One part of the entries below is wanted: the lines from the one containing "filename src/auth/password.rs" through the one containing "a random salt.". Write those out exactly and nothing else.

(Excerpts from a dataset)
----
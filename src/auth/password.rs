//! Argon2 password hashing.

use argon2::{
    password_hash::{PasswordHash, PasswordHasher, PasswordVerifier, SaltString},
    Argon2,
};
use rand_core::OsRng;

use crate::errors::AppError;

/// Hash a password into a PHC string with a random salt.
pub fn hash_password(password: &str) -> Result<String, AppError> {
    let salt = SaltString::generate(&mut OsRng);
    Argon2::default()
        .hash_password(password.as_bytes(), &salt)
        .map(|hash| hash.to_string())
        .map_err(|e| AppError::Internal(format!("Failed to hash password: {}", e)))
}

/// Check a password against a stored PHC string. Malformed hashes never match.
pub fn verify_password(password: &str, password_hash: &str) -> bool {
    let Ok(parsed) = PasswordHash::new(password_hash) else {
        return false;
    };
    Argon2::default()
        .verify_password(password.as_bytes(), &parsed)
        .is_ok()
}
----
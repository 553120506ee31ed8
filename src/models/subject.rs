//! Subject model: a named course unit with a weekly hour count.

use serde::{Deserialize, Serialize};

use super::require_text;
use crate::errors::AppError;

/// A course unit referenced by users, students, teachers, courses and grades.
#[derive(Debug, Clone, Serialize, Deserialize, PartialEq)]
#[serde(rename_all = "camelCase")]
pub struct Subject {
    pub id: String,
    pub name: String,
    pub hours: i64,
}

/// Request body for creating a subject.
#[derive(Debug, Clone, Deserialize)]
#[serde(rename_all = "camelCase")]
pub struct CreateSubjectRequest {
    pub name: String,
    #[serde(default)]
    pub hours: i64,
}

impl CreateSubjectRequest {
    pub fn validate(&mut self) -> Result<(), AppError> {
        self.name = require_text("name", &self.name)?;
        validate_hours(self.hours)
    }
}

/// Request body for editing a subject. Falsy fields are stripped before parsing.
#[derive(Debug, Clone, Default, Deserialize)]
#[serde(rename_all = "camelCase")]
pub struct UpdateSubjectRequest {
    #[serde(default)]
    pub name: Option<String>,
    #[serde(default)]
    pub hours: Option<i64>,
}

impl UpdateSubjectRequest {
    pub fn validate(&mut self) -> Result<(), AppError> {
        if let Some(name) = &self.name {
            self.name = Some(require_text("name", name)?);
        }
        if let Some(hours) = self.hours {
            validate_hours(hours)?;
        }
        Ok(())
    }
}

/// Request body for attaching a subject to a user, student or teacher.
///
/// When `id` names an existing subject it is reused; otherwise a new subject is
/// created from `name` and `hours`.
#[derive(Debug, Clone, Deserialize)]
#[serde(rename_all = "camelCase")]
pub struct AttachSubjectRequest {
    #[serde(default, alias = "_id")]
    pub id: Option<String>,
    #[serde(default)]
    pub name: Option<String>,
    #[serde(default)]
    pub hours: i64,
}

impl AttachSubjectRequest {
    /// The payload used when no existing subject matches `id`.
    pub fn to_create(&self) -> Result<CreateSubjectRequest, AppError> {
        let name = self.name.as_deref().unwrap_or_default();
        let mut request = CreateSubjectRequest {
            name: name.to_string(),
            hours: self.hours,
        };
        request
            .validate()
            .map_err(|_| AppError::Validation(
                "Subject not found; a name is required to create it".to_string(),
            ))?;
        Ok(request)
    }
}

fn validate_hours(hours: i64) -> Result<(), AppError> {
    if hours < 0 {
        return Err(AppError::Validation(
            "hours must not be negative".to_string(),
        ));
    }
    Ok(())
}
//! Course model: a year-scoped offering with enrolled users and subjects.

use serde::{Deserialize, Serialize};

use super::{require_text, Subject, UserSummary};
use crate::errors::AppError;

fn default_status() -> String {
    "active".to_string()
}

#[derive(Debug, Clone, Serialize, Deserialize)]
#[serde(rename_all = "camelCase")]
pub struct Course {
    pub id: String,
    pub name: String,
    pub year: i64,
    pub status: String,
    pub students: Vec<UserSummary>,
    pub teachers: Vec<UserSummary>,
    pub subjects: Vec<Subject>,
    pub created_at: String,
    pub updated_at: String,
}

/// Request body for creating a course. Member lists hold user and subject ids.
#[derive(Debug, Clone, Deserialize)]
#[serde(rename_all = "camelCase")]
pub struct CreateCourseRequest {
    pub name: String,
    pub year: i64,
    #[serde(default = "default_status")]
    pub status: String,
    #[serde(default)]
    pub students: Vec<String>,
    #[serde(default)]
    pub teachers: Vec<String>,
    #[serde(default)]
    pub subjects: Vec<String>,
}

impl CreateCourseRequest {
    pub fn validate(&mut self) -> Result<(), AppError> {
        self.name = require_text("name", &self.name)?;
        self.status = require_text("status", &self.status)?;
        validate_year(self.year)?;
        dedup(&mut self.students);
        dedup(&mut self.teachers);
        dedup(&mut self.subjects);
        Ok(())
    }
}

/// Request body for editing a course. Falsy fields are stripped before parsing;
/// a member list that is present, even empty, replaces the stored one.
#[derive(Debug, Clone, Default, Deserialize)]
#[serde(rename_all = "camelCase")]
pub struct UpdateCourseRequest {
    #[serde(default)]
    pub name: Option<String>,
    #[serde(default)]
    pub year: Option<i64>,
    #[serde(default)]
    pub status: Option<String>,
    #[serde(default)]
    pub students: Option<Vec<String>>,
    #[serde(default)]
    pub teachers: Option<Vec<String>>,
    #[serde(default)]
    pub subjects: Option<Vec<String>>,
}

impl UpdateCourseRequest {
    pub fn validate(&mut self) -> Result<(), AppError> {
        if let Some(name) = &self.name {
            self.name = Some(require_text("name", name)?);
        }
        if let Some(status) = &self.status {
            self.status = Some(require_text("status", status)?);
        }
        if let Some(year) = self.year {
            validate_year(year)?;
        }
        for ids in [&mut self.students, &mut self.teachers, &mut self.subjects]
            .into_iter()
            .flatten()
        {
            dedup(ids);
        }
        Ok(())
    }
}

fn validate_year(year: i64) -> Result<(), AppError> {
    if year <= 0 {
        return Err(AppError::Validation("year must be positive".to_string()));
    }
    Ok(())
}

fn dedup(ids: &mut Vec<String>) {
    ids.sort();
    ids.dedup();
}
----
▶ OUTPUT OF THE EXERCISE
filename src/auth/password.rs
//! Argon2 password hashing.

use argon2::{
    password_hash::{PasswordHash, PasswordHasher, PasswordVerifier, SaltString},
    Argon2,
};
use rand_core::OsRng;

use crate::errors::AppError;

/// Hash a password into a PHC string with a random salt.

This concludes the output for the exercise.